Take the entries below and retype them exactly.

[Records contained in a dataset]
━━━━
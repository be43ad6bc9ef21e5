use crate::error::{FaceError, Result};
use crate::models::face::Embedding;

fn check_dims(a: &[f32], b: &[f32]) -> Result<()> {
    if a.len() != b.len() {
        return Err(FaceError::DimensionMismatch { expected: a.len(), actual: b.len() });
    }
    Ok(())
}

pub fn squared_euclidean(a: &[f32], b: &[f32]) -> Result<f32> {
    check_dims(a, b)?;
    Ok(a.iter().zip(b.iter()).map(|(x, y)| (x - y) * (x - y)).sum())
}

pub fn euclidean(a: &[f32], b: &[f32]) -> Result<f32> {
    squared_euclidean(a, b).map(f32::sqrt)
}

/// Scale `v` to unit length in place. Zero vectors are left untouched and
/// reported as `false`.
pub fn l2_normalize(v: &mut [f32]) -> bool {
    let norm: f32 = v.iter().map(|x| x * x).sum::<f32>().sqrt();
    if norm <= 0.0 || !norm.is_finite() {
        return false;
    }
    for x in v.iter_mut() {
        *x /= norm;
    }
    true
}

/// Validates a distance threshold (match threshold or DBSCAN eps).
pub fn check_threshold(name: &str, value: f32) -> Result<()> {
    if !value.is_finite() || value < 0.0 {
        return Err(FaceError::InvalidParameter(format!(
            "{} must be a finite, non-negative distance (got {})",
            name, value
        )));
    }
    Ok(())
}

/// Min / median / max pairwise distance over the first `sample` points.
/// Used for logging so eps and thresholds can be tuned against real data.
pub fn distance_summary(points: &[Embedding], sample: usize) -> Result<Option<(f32, f32, f32)>> {
    let n = points.len().min(sample);
    let mut distances = Vec::with_capacity(n * n.saturating_sub(1) / 2);
    for i in 0..n {
        for j in (i + 1)..n {
            distances.push(points[i].distance(&points[j])?);
        }
    }
    if distances.is_empty() {
        return Ok(None);
    }
    distances.sort_by(|a, b| a.total_cmp(b));
    Ok(Some((distances[0], distances[distances.len() / 2], distances[distances.len() - 1])))
}
use std::fs::File;
use std::io::{BufReader, Read};
use std::path::Path;

use memmap2::MmapOptions;
use xxhash_rust::xxh3::Xxh3;

use crate::error::Result;

// Memory mapping wins over buffered reads past this size.
const MMAP_THRESHOLD: u64 = 8 * 1024 * 1024;
const CHUNK_SIZE: usize = 4 * 1024 * 1024;

/// xxh3 of the file contents, stored as i64 the way SQLite wants it.
pub fn hash_file(path: &Path) -> Result<i64> {
    let file = File::open(path)?;
    let len = file.metadata()?.len();
    let mut xx = Xxh3::new();

    if len >= MMAP_THRESHOLD {
        // Safety: the map is read-only and dropped before returning. A file
        // truncated underneath us can fault; library files are not expected
        // to change during a reconcile.
        let mmap = unsafe { MmapOptions::new().map(&file)? };
        for chunk in mmap.chunks(CHUNK_SIZE) {
            xx.update(chunk);
        }
    } else {
        let mut reader = BufReader::with_capacity(64 * 1024, file);
        let mut buf = vec![0u8; 64 * 1024];
        loop {
            let n = reader.read(&mut buf)?;
            if n == 0 {
                break;
            }
            xx.update(&buf[..n]);
        }
    }

    Ok(xx.digest() as i64)
}

pub fn mtime_ns(md: &std::fs::Metadata) -> i64 {
    md.modified()
        .ok()
        .and_then(|t| t.duration_since(std::time::UNIX_EPOCH).ok())
        .map(|d| (d.as_secs() as i64) * 1_000_000_000 + (d.subsec_nanos() as i64))
        .unwrap_or(0)
}
use std::path::Path;

use image::imageops::FilterType;
use image::DynamicImage;

use crate::error::{FaceError, Result};
use crate::face::cluster::DEFAULT_EPS;
use crate::face::matcher::DEFAULT_MATCH_THRESHOLD;
use crate::models::face::{DetectedFace, DetectionModel};

/// Euclidean distances an encoder's embeddings are compared at. Used when
/// the match threshold or cluster eps is not configured explicitly.
#[derive(Debug, Clone, Copy, PartialEq)]
pub struct DistanceScale {
    pub match_threshold: f32,
    pub cluster_eps: f32,
}

impl Default for DistanceScale {
    fn default() -> Self {
        Self { match_threshold: DEFAULT_MATCH_THRESHOLD, cluster_eps: DEFAULT_EPS }
    }
}

/// Unit-length 512-d ArcFace embeddings: d = sqrt(2 - 2 cos), so 1.0 accepts
/// pairs with cosine similarity of 0.5 and up, and 0.95 roughly 0.55 and up.
pub const ARCFACE_SCALE: DistanceScale = DistanceScale { match_threshold: 1.0, cluster_eps: 0.95 };

/// Face detection + embedding backend.
///
/// Implementations must be callable from several reconcile workers at once.
/// Both methods may fail; the store records such failures and retries on a
/// later run.
pub trait Encoder: Send + Sync {
    fn decode_image(&self, path: &Path) -> Result<DynamicImage> {
        open_image(path)
    }

    /// One entry per detected face, in detector order. An empty vec means no
    /// face was found, which is not an error.
    fn detect_and_encode(&self, image: &DynamicImage, model: DetectionModel) -> Result<Vec<DetectedFace>>;

    fn distance_scale(&self) -> DistanceScale {
        DistanceScale::default()
    }
}

pub fn open_image(path: &Path) -> Result<DynamicImage> {
    image::open(path).map_err(|e| FaceError::ImageDecode {
        path: path.to_path_buf(),
        reason: e.to_string(),
    })
}

/// Shrink an image by `factor` (0 < factor <= 1) before detection. Smaller
/// inputs detect faster but miss small faces.
pub fn downscale(image: DynamicImage, factor: f32) -> DynamicImage {
    if factor >= 1.0 {
        return image;
    }
    let nw = ((image.width() as f32 * factor).round() as u32).max(1);
    let nh = ((image.height() as f32 * factor).round() as u32).max(1);
    image.resize_exact(nw, nh, FilterType::Triangle)
}

pub fn check_scale_factor(factor: f32) -> Result<()> {
    if !factor.is_finite() || factor <= 0.0 || factor > 1.0 {
        return Err(FaceError::InvalidParameter(format!(
            "scale factor must be in (0, 1], got {}",
            factor
        )));
    }
    Ok(())
}

/// Decode, downscale and encode one library image.
pub fn encode_file(
    encoder: &dyn Encoder,
    path: &Path,
    scale_factor: f32,
    model: DetectionModel,
) -> Result<Vec<DetectedFace>> {
    let image = encoder.decode_image(path)?;
    let image = downscale(image, scale_factor);
    encoder.detect_and_encode(&image, model)
}

#[cfg(test)]
mod tests {
    use super::*;
    use image::{Rgb, RgbImage};

    #[test]
    fn test_downscale_halves_dimensions() {
        let img = DynamicImage::ImageRgb8(RgbImage::from_pixel(64, 30, Rgb([10, 20, 30])));
        let small = downscale(img, 0.5);
        assert_eq!((small.width(), small.height()), (32, 15));
    }

    #[test]
    fn test_downscale_never_reaches_zero() {
        let img = DynamicImage::ImageRgb8(RgbImage::from_pixel(1, 1, Rgb([0, 0, 0])));
        let small = downscale(img, 0.1);
        assert_eq!((small.width(), small.height()), (1, 1));
    }

    #[test]
    fn test_scale_factor_bounds() {
        assert!(check_scale_factor(0.5).is_ok());
        assert!(check_scale_factor(1.0).is_ok());
        assert!(check_scale_factor(0.0).is_err());
        assert!(check_scale_factor(1.5).is_err());
        assert!(check_scale_factor(f32::NAN).is_err());
    }

    #[test]
    fn test_open_image_reports_decode_failure() {
        let tmp = tempfile::TempDir::new().unwrap();
        let p = tmp.path().join("broken.jpg");
        std::fs::write(&p, b"NOT AN IMAGE FILE").unwrap();
        let err = open_image(&p).unwrap_err();
        assert!(matches!(err, FaceError::ImageDecode { .. }));
        assert!(err.is_retryable());
    }
}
━━━━
Reply to the exercise:
repository be43ad6bc9ef21e5
use crate::error::{FaceError, Result};
use crate::models::face::Embedding;

fn check_dims(a: &[f32], b: &[f32]) -> Result<()> {
    if a.len() != b.len() {
        return Err(FaceError::DimensionMismatch { expected: a.len(), actual: b.len() });
    }
    Ok(())
}

pub fn squared_euclidean(a: &[f32], b: &[f32]) -> Result<f32> {
    check_dims(a, b)?;
    Ok(a.iter().zip(b.iter()).map(|(x, y)| (x - y) * (x - y)).sum())
}

pub fn euclidean(a: &[f32], b: &[f32]) -> Result<f32> {
    squared_euclidean(a, b).map(f32::sqrt)
}

/// Scale `v` to unit length in place. Zero vectors are left untouched and
/// reported as `false`.
pub fn l2_normalize(v: &mut [f32]) -> bool {
    let norm: f32 = v.iter().map(|x| x * x).sum::<f32>().sqrt();
    if norm <= 0.0 || !norm.is_finite() {
        return false;
    }
    for x in v.iter_mut() {
        *x /= norm;
    }
    true
}

/// Validates a distance threshold (match threshold or DBSCAN eps).
pub fn check_threshold(name: &str, value: f32) -> Result<()> {
    if !value.is_finite() || value < 0.0 {
        return Err(FaceError::InvalidParameter(format!(
            "{} must be a finite, non-negative distance (got {})",
            name, value
        )));
    }
    Ok(())
}

/// Min / median / max pairwise distance over the first `sample` points.
/// Used for logging so eps and thresholds can be tuned against real data.
pub fn distance_summary(points: &[Embedding], sample: usize) -> Result<Option<(f32, f32, f32)>> {
    let n = points.len().min(sample);
    let mut distances = Vec::with_capacity(n * n.saturating_sub(1) / 2);
    for i in 0..n {
        for j in (i + 1)..n {
            distances.push(points[i].distance(&points[j])?);
        }
    }
    if distances.is_empty() {
        return Ok(None);
    }
    distances.sort_by(|a, b| a.total_cmp(b));
    Ok(Some((distances[0], distances[distances.len() / 2], distances[distances.len() - 1])))
}
use std::fs::File;
use std::io::{BufReader, Read};
use std::path::Path;

use memmap2::MmapOptions;
use xxhash_rust::xxh3::Xxh3;

use crate::error::Result;

// Memory mapping wins over buffered reads past this size.
const MMAP_THRESHOLD: u64 = 8 * 1024 * 1024;
const CHUNK_SIZE: usize = 4 * 1024 * 1024;

/// xxh3 of the file contents, stored as i64 the way SQLite wants it.
pub fn hash_file(path: &Path) -> Result<i64> {
    let file = File::open(path)?;
    let len = file.metadata()?.len();
    let mut xx = Xxh3::new();

    if len >= MMAP_THRESHOLD {
        // Safety: the map is read-only and dropped before returning. A file
        // truncated underneath us can fault; library files are not expected
        // to change during a reconcile.
        let mmap = unsafe { MmapOptions::new().map(&file)? };
        for chunk in mmap.chunks(CHUNK_SIZE) {
            xx.update(chunk);
        }
    } else {
        let mut reader = BufReader::with_capacity(64 * 1024, file);
        let mut buf = vec![0u8; 64 * 1024];
        loop {
            let n = reader.read(&mut buf)?;
            if n == 0 {
                break;
            }
            xx.update(&buf[..n]);
        }
    }

    Ok(xx.digest() as i64)
}

pub fn mtime_ns(md: &std::fs::Metadata) -> i64 {
    md.modified()
        .ok()
        .and_then(|t| t.duration_since(std::time::UNIX_EPOCH).ok())
        .map(|d| (d.as_secs() as i64) * 1_000_000_000 + (d.subsec_nanos() as i64))
        .unwrap_or(0)
}
use std::path::Path;

use image::imageops::FilterType;
use image::DynamicImage;

use crate::error::{FaceError, Result};
use crate::face::cluster::DEFAULT_EPS;
use crate::face::matcher::DEFAULT_MATCH_THRESHOLD;
use crate::models::face::{DetectedFace, DetectionModel};

/// Euclidean distances an encoder's embeddings are compared at. Used when
/// the match threshold or cluster eps is not configured explicitly.
#[derive(Debug, Clone, Copy, PartialEq)]
pub struct DistanceScale {
    pub match_threshold: f32,
    pub cluster_eps: f32,
}

impl Default for DistanceScale {
    fn default() -> Self {
        Self { match_threshold: DEFAULT_MATCH_THRESHOLD, cluster_eps: DEFAULT_EPS }
    }
}

/// Unit-length 512-d ArcFace embeddings: d = sqrt(2 - 2 cos), so 1.0 accepts
/// pairs with cosine similarity of 0.5 and up, and 0.95 roughly 0.55 and up.
pub const ARCFACE_SCALE: DistanceScale = DistanceScale { match_threshold: 1.0, cluster_eps: 0.95 };

/// Face detection + embedding backend.
///
/// Implementations must be callable from several reconcile workers at once.
/// Both methods may fail; the store records such failures and retries on a
/// later run.
pub trait Encoder: Send + Sync {
    fn decode_image(&self, path: &Path) -> Result<DynamicImage> {
        open_image(path)
    }

    /// One entry per detected face, in detector order. An empty vec means no
    /// face was found, which is not an error.
    fn detect_and_encode(&self, image: &DynamicImage, model: DetectionModel) -> Result<Vec<DetectedFace>>;

    fn distance_scale(&self) -> DistanceScale {
        DistanceScale::default()
    }
}

pub fn open_image(path: &Path) -> Result<DynamicImage> {
    image::open(path).map_err(|e| FaceError::ImageDecode {
        path: path.to_path_buf(),
        reason: e.to_string(),
    })
}

/// Shrink an image by `factor` (0 < factor <= 1) before detection. Smaller
/// inputs detect faster but miss small faces.
pub fn downscale(image: DynamicImage, factor: f32) -> DynamicImage {
    if factor >= 1.0 {
        return image;
    }
    let nw = ((image.width() as f32 * factor).round() as u32).max(1);
    let nh = ((image.height() as f32 * factor).round() as u32).max(1);
    image.resize_exact(nw, nh, FilterType::Triangle)
}

pub fn check_scale_factor(factor: f32) -> Result<()> {
    if !factor.is_finite() || factor <= 0.0 || factor > 1.0 {
        return Err(FaceError::InvalidParameter(format!(
            "scale factor must be in (0, 1], got {}",
            factor
        )));
    }
    Ok(())
}

/// Decode, downscale and encode one library image.
pub fn encode_file(
    encoder: &dyn Encoder,
    path: &Path,
    scale_factor: f32,
    model: DetectionModel,
) -> Result<Vec<DetectedFace>> {
    let image = encoder.decode_image(path)?;
    let image = downscale(image, scale_factor);
    encoder.detect_and_encode(&image, model)
}

#[cfg(test)]
mod tests {
    use super::*;
    use image::{Rgb, RgbImage};

    #[test]
    fn test_downscale_halves_dimensions() {
        let img = DynamicImage::ImageRgb8(RgbImage::from_pixel(64, 30, Rgb([10, 20, 30])));
        let small = downscale(img, 0.5);
        assert_eq!((small.width(), small.height()), (32, 15));
    }

    #[test]
    fn test_downscale_never_reaches_zero() {
        let img = DynamicImage::ImageRgb8(RgbImage::from_pixel(1, 1, Rgb([0, 0, 0])));
        let small = downscale(img, 0.1);
        assert_eq!((small.width(), small.height()), (1, 1));
    }

    #[test]
    fn test_scale_factor_bounds() {
        assert!(check_scale_factor(0.5).is_ok());
        assert!(check_scale_factor(1.0).is_ok());
        assert!(check_scale_factor(0.0).is_err());
        assert!(check_scale_factor(1.5).is_err());
        assert!(check_scale_factor(f32::NAN).is_err());
    }

    #[test]
    fn test_open_image_reports_decode_failure() {
        let tmp = tempfile::TempDir::new().unwrap();
        let p = tmp.path().join("broken.jpg");
        std::fs::write(&p, b"NOT AN IMAGE FILE").unwrap();
        let err = open_image(&p).unwrap_err();
        assert!(matches!(err, FaceError::ImageDecode { .. }));
        assert!(err.is_retryable());
    }
}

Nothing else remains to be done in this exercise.